(Records from a collection)

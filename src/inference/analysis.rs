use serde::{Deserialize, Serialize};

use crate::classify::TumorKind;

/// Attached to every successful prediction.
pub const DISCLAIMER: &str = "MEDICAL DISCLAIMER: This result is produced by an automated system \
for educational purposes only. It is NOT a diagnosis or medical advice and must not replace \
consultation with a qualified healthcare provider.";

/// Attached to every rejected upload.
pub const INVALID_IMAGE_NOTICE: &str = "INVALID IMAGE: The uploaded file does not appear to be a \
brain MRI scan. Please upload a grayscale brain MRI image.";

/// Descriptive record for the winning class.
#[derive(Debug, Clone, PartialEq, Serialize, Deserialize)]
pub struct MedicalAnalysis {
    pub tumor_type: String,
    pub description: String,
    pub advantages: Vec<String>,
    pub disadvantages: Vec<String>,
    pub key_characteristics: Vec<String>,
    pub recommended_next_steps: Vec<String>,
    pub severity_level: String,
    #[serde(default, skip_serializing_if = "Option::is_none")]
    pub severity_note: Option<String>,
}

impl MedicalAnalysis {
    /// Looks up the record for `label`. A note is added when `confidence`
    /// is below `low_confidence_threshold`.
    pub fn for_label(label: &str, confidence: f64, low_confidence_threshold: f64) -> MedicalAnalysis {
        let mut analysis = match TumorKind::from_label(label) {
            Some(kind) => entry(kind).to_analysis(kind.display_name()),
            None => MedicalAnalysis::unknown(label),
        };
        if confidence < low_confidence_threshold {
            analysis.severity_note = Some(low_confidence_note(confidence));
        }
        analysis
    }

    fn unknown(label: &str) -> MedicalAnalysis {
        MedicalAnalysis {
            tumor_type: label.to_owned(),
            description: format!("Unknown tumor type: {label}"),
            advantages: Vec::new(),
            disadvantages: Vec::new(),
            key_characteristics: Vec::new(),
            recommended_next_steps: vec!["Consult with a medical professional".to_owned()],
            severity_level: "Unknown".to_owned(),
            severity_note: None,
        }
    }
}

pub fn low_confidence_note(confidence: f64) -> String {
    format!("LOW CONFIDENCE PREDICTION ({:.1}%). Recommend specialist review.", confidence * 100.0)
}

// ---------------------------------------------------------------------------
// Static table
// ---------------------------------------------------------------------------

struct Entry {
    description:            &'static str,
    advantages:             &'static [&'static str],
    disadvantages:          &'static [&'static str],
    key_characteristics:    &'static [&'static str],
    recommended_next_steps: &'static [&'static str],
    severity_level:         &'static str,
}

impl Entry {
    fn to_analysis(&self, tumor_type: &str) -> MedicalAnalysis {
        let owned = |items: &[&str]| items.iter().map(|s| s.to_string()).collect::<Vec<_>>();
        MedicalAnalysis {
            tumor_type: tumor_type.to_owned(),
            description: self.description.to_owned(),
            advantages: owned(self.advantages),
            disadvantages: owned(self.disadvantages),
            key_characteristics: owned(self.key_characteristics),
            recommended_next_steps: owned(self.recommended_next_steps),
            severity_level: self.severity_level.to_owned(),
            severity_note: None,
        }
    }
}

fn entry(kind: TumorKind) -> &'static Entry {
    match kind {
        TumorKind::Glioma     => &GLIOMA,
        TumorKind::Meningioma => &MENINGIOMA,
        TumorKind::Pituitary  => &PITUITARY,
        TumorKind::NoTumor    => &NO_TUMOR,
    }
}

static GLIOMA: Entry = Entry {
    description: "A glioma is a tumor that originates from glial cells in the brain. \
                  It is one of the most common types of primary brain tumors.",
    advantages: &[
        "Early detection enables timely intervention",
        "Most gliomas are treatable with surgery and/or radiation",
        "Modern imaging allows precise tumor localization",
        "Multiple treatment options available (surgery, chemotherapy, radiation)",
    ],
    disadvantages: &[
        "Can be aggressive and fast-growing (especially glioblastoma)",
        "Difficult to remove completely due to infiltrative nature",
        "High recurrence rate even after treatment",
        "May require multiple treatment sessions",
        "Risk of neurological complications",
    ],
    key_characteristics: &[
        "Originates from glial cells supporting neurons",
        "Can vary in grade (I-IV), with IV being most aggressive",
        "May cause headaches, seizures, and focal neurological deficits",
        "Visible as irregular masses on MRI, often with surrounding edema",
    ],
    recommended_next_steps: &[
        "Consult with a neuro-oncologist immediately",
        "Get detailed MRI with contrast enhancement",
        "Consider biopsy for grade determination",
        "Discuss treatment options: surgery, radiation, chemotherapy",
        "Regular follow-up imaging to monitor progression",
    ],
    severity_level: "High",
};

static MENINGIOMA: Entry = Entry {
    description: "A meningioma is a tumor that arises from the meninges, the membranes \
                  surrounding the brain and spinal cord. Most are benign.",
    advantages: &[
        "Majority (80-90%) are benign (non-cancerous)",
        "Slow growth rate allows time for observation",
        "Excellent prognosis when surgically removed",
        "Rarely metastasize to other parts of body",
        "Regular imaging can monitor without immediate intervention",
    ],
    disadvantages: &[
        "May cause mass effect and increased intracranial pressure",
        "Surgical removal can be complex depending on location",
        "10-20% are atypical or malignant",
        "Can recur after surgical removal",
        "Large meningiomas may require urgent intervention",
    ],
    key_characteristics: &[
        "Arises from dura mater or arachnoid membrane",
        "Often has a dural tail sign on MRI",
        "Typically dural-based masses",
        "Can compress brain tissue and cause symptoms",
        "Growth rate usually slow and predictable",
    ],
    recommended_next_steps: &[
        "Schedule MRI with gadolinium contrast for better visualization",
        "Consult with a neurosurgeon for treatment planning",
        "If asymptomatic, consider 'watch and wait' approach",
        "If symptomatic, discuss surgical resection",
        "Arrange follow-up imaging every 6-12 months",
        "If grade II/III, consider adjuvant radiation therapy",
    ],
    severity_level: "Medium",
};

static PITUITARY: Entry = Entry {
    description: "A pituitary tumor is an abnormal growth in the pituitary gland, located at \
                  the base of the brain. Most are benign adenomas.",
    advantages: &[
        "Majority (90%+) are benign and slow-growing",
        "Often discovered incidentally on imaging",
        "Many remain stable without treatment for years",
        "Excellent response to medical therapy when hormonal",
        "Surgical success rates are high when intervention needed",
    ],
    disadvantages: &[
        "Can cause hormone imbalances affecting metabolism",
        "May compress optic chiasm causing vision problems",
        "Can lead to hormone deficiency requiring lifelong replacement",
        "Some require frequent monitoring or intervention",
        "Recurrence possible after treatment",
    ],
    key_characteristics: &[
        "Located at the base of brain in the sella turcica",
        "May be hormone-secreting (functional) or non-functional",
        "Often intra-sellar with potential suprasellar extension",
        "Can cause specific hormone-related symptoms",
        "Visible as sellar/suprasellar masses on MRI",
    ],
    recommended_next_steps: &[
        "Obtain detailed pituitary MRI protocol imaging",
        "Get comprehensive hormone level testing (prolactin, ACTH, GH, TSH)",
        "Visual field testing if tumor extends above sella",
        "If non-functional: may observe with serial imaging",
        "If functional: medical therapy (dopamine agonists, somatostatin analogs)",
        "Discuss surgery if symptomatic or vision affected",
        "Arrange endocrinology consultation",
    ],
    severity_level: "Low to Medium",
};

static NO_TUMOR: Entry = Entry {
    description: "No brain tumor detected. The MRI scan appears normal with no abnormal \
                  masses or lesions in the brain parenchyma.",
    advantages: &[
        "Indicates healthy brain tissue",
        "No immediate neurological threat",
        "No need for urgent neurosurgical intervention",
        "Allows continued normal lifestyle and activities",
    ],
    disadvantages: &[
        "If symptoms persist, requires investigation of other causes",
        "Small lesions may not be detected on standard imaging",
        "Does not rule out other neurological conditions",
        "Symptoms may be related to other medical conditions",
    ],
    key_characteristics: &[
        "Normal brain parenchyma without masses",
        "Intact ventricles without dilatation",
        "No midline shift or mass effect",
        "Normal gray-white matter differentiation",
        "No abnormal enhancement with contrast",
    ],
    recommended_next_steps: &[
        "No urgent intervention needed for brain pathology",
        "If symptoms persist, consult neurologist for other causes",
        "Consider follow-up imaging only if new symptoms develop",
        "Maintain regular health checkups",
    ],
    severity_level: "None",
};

• _WHAT IS EXPECTED_
A single number is required: how many lines in these records contain "Majority".

• _OUTPUT FOR THIS EXERCISE_
2